An Architecture can be constructed in various ways:
- From a Qiskit :code:`Backend` instance such as those defined under :code:`qiskit.providers.fake_provider` **(recommended)**,
- From a *coupling map* defined as a set of tuples of qubits.
- From the path to a file containing the number of qubits and a line-by-line enumeration of the qubit connections.
Constructing an Architecture
############################
From a Qiskit Backend
^^^^^^^^^^^^^^^^^^^^^
Architectures can be imported directly from Qiskit backends. Assuming :code:`backend` is a Qiskit backend, converting it to an Architecture is done as follows:
.. code-block:: python3
from mqt.qmap.qiskit.backend import import_backend
architecture = import_backend(backend)
From a Coupling Map
^^^^^^^^^^^^^^^^^^^
A coupling map is defined as a set of tuples of qubits. The qubits are given as integers ranging from :math:`0` to :math:`num\_qubits - 1`.
.. code-block:: python3
from mqt import qmap
coupling_map = {(0, 1), (1, 2), (2, 3)}
num_qubits = 4
arch = qmap.Architecture(num_qubits, coupling_map)

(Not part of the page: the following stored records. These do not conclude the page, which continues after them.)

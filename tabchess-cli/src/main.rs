//! tabchess CLI - Command-line interface
//!
//! Commands:
//! - train: Train an agent against the heuristic opponent and print statistics
//! - evaluate: Train, then measure the agent over a batch of games
//! - play: Train, then play against the agent in the terminal

mod evaluate_cmd;
mod play_cmd;
mod train_cmd;

use clap::{Parser, Subcommand};
use tracing_subscriber::EnvFilter;

#[derive(Parser)]
#[command(name = "tabchess")]
#[command(about = "Tabular Q-learning chess agent")]
struct Cli {
    /// Random seed for reproducibility
    #[arg(long, global = true)]
    seed: Option<u64>,

    #[command(subcommand)]
    command: Commands,
}

#[derive(Subcommand)]
enum Commands {
    /// Train an agent and report training statistics
    Train(train_cmd::TrainArgs),
    /// Train an agent, then evaluate it against the heuristic opponent
    Evaluate(evaluate_cmd::EvaluateArgs),
    /// Train an agent, then play against it
    Play(play_cmd::PlayArgs),
}

fn main() -> anyhow::Result<()> {
    // Initialize logging (RUST_LOG overrides the default level)
    tracing_subscriber::fmt()
        .with_env_filter(
            EnvFilter::try_from_default_env().unwrap_or_else(|_| EnvFilter::new("info")),
        )
        .with_writer(std::io::stderr)
        .init();

    let cli = Cli::parse();

    match cli.command {
        Commands::Train(args) => train_cmd::run(args, cli.seed),
        Commands::Evaluate(args) => evaluate_cmd::run(args, cli.seed),
        Commands::Play(args) => play_cmd::run(args, cli.seed),
    }
}

#[cfg(test)]
mod tests {
    use super::*;
    use clap::CommandFactory;

    #[test]
    fn test_cli_definition() {
        Cli::command().debug_assert();
    }

    #[test]
    fn test_parse_train_with_global_seed() {
        let cli = Cli::try_parse_from(["tabchess", "train", "--episodes", "5", "--seed", "11"])
            .unwrap();
        assert_eq!(cli.seed, Some(11));
        match cli.command {
            Commands::Train(args) => {
                assert_eq!(args.training.episodes, 5);
                assert_eq!(args.training.max_moves, 100);
                assert!(!args.json);
            }
            _ => panic!("expected train"),
        }
    }

    #[test]
    fn test_parse_play_flags() {
        let cli = Cli::try_parse_from(["tabchess", "play", "--greedy", "--agent-color", "black"])
            .unwrap();
        match cli.command {
            Commands::Play(args) => {
                assert!(args.greedy);
                assert_eq!(args.training.agent_color, train_cmd::Side::Black);
            }
            _ => panic!("expected play"),
        }
    }

    #[test]
    fn test_parse_evaluate_defaults() {
        let cli = Cli::try_parse_from(["tabchess", "evaluate"]).unwrap();
        match cli.command {
            Commands::Evaluate(args) => {
                assert_eq!(args.games, 20);
                assert_eq!(args.eval_epsilon, 0.0);
                assert!(!args.sequential);
            }
            _ => panic!("expected evaluate"),
        }
    }
}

The architecture above is a directional architecture, meaning that control and target between connected qubits cannot be arbitrarily assigned. In the above example, a CNOT with qubit 0 as control and qubit 1 as target is possible, while the reverse CNOT with qubit 1 as control and qubit 0 as target is invalid.

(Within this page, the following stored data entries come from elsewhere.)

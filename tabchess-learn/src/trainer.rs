//! Episodic training loop
//!
//! ## Architecture
//!
//! - Level 1: `train` / `Trainer::train_with_callback` (orchestration)
//! - Level 2: `Trainer::run_episode_from` (one game against the opponent)
//! - Level 3: agent and opponent half-moves
//! - Level 4: outcome bookkeeping

use serde::Serialize;
use tabchess_core::{
    color_name, ActionKey, Color, GameState, GameStatus, HeuristicOpponent, Result, RewardModel,
};

use crate::agent::TabularAgent;
use crate::config::TrainingConfig;

// ============================================================================
// OUTCOMES
// ============================================================================

/// How an episode ended
#[derive(Clone, Copy, Debug, PartialEq, Eq)]
pub enum EpisodeOutcome {
    Checkmate { winner: Color },
    Stalemate,
    InsufficientMaterial,
    /// Move cap reached with the game still running
    MoveCap,
}

impl EpisodeOutcome {
    fn classify(game: &GameState) -> Self {
        match game.status() {
            GameStatus::Checkmate { winner } => EpisodeOutcome::Checkmate { winner },
            GameStatus::Stalemate => EpisodeOutcome::Stalemate,
            GameStatus::InsufficientMaterial => EpisodeOutcome::InsufficientMaterial,
            GameStatus::Ongoing => EpisodeOutcome::MoveCap,
        }
    }

    pub fn winner(&self) -> Option<Color> {
        match self {
            EpisodeOutcome::Checkmate { winner } => Some(*winner),
            _ => None,
        }
    }
}

/// Summary of one finished episode
#[derive(Clone, Debug)]
pub struct EpisodeSummary {
    pub outcome: EpisodeOutcome,
    /// Moves applied by either side
    pub plies: usize,
    /// Value-table updates made by the agent
    pub updates: usize,
    /// Sum of rewards the agent received
    pub total_reward: f64,
    /// Exploration rate after the end-of-episode decay
    pub epsilon: f64,
}

/// Aggregate statistics over a training run
#[derive(Clone, Debug, Default, Serialize)]
pub struct TrainingReport {
    pub episodes: usize,
    pub agent_wins: usize,
    pub opponent_wins: usize,
    pub draws: usize,
    pub move_cap: usize,
    pub avg_plies: f64,
    pub avg_reward: f64,
    pub total_updates: usize,
    pub final_epsilon: f64,
    pub states: usize,
    pub entries: usize,
}

impl TrainingReport {
    fn record(&mut self, summary: &EpisodeSummary, agent_color: Color) {
        let n = self.episodes as f64;
        self.avg_plies = (self.avg_plies * n + summary.plies as f64) / (n + 1.0);
        self.avg_reward = (self.avg_reward * n + summary.total_reward) / (n + 1.0);
        self.episodes += 1;
        self.total_updates += summary.updates;

        match summary.outcome {
            EpisodeOutcome::Checkmate { winner } if winner == agent_color => self.agent_wins += 1,
            EpisodeOutcome::Checkmate { .. } => self.opponent_wins += 1,
            EpisodeOutcome::Stalemate | EpisodeOutcome::InsufficientMaterial => self.draws += 1,
            EpisodeOutcome::MoveCap => self.move_cap += 1,
        }
    }
}

// ============================================================================
// TRAINER
// ============================================================================

/// Plays the agent against the heuristic opponent and applies learning updates
pub struct Trainer {
    config: TrainingConfig,
    reward: RewardModel,
    opponent: HeuristicOpponent,
}

impl Trainer {
    pub fn new(config: TrainingConfig) -> Result<Self> {
        config.validate()?;
        let reward = RewardModel::new(config.agent_color).with_weights(config.reward_weights.clone());
        Ok(Self {
            config,
            reward,
            opponent: HeuristicOpponent::new(),
        })
    }

    pub fn config(&self) -> &TrainingConfig {
        &self.config
    }

    /// Run all configured episodes
    pub fn train(&self, agent: &mut TabularAgent) -> Result<TrainingReport> {
        self.train_with_callback(agent, |_, _, _| {})
    }

    /// Run all configured episodes, calling `callback(index, summary, agent)` after each
    pub fn train_with_callback<F>(
        &self,
        agent: &mut TabularAgent,
        mut callback: F,
    ) -> Result<TrainingReport>
    where
        F: FnMut(usize, &EpisodeSummary, &TabularAgent),
    {
        tracing::info!(
            "Training started: {} episodes, max_moves={}, agent plays {}",
            self.config.episodes,
            self.config.max_moves,
            color_name(self.config.agent_color)
        );

        let mut report = TrainingReport::default();
        let interval = self.config.report_interval.max(1);

        for episode in 0..self.config.episodes {
            let summary = self.run_episode(agent)?;
            report.record(&summary, self.config.agent_color);

            if episode % interval == 0 {
                tracing::info!(
                    "Episode {} complete (epsilon: {:.3})",
                    episode,
                    agent.epsilon()
                );
            }

            callback(episode, &summary, agent);
        }

        report.final_epsilon = agent.epsilon();
        report.states = agent.table().state_count();
        report.entries = agent.table().entry_count();

        tracing::info!(
            "Training finished: {} wins, {} losses, {} draws, {} capped; {} states learned",
            report.agent_wins,
            report.opponent_wins,
            report.draws,
            report.move_cap,
            report.states
        );

        Ok(report)
    }

    /// One episode from the standard starting position
    pub fn run_episode(&self, agent: &mut TabularAgent) -> Result<EpisodeSummary> {
        self.run_episode_from(agent, GameState::new())
    }

    /// One episode from `start`, ending on a terminal position, a side with no
    /// move, or the move cap. Exploration decays exactly once per call.
    pub fn run_episode_from(
        &self,
        agent: &mut TabularAgent,
        start: GameState,
    ) -> Result<EpisodeSummary> {
        let mut game = start;
        let mut state = game.key();
        let mut plies = 0;
        let mut updates = 0;
        let mut total_reward = 0.0;

        // Checkmate and stalemate surface as an empty legal set for the side to move
        while !game.is_insufficient_material() && plies < self.config.max_moves {
            if game.turn() == self.config.agent_color {
                let moves = game.legal_moves();
                let legal: Vec<ActionKey> = moves.iter().map(ActionKey::from_move).collect();

                let index = match agent.select_index(&state, &legal) {
                    Some(index) => index,
                    None => break,
                };

                game.apply(&moves[index])?;
                let reward = self.reward.score(&game);
                let next_state = game.key();
                agent.update(&state, Some(&legal[index]), reward, &next_state)?;

                state = next_state;
                updates += 1;
                total_reward += reward;
            } else {
                let mv = match self.opponent.best_move(&game) {
                    Some(mv) => mv,
                    None => break,
                };
                game.apply(&mv)?;
                state = game.key();
            }

            plies += 1;
        }

        agent.decay_exploration();

        let outcome = EpisodeOutcome::classify(&game);
        tracing::debug!("Episode ended: {:?} after {} plies", outcome, plies);

        Ok(EpisodeSummary {
            outcome,
            plies,
            updates,
            total_reward,
            epsilon: agent.epsilon(),
        })
    }
}

/// Build an agent from `config`, train it and hand it back with the run's report
pub fn train(config: TrainingConfig) -> Result<(TabularAgent, TrainingReport)> {
    let mut agent = TabularAgent::new(config.agent.clone())?;
    let trainer = Trainer::new(config)?;
    let report = trainer.train(&mut agent)?;
    Ok((agent, report))
}

// ============================================================================
// TESTS
// ============================================================================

A bidirectional architecture where any qubit can be either control or target of a CNOT gate can be defined by adding both directions for each edge.
.. code-block:: python3
from mqt import qmap
coupling_map = {(0, 1), (1, 0), (1, 2), (2, 1), (2, 3), (3, 2)}
num_qubits = 4
arch = qmap.Architecture(num_qubits, coupling_map)
In addition to the number of qubits and the coupling map, QMAP's Architecture class also holds further device information such as gate and readout errors (see below for details). Note that QMAP does not consider this information during mapping at this point. Noise-aware mapping is planned for future releases of QMAP.
From a File
^^^^^^^^^^^
An architecture can be imported from a file. Assuming :code:`path` is a string variable containing the path to an architecture file, this is done as follows:
.. code-block:: python3
arch = Architecture()
arch.load_coupling_map(path)
The first line of an architecture file is the number of qubits of the architecture. The remaining lines are tuples defining the connections of the coupling map. More explicitly, the file format is defined by the following Backus-Naur-Form.
.. code-block:: console
<coupling_map> ::= <integer>"\n"(<qubit>" "<qubit>"\n")*
<qubit> ::= 0|1|2| ... |nqubits-2|nqubits-1
Here the first integer defines the number of qubits of the architecture.
Full API of the Architecture class
##################################
.. currentmodule:: mqt.qmap
.. autoclass:: Architecture
:special-members: __init__
:undoc-members:
:members:
For convenience, this module provides several pre-defined architectures.
.. autoclass:: Arch
:members: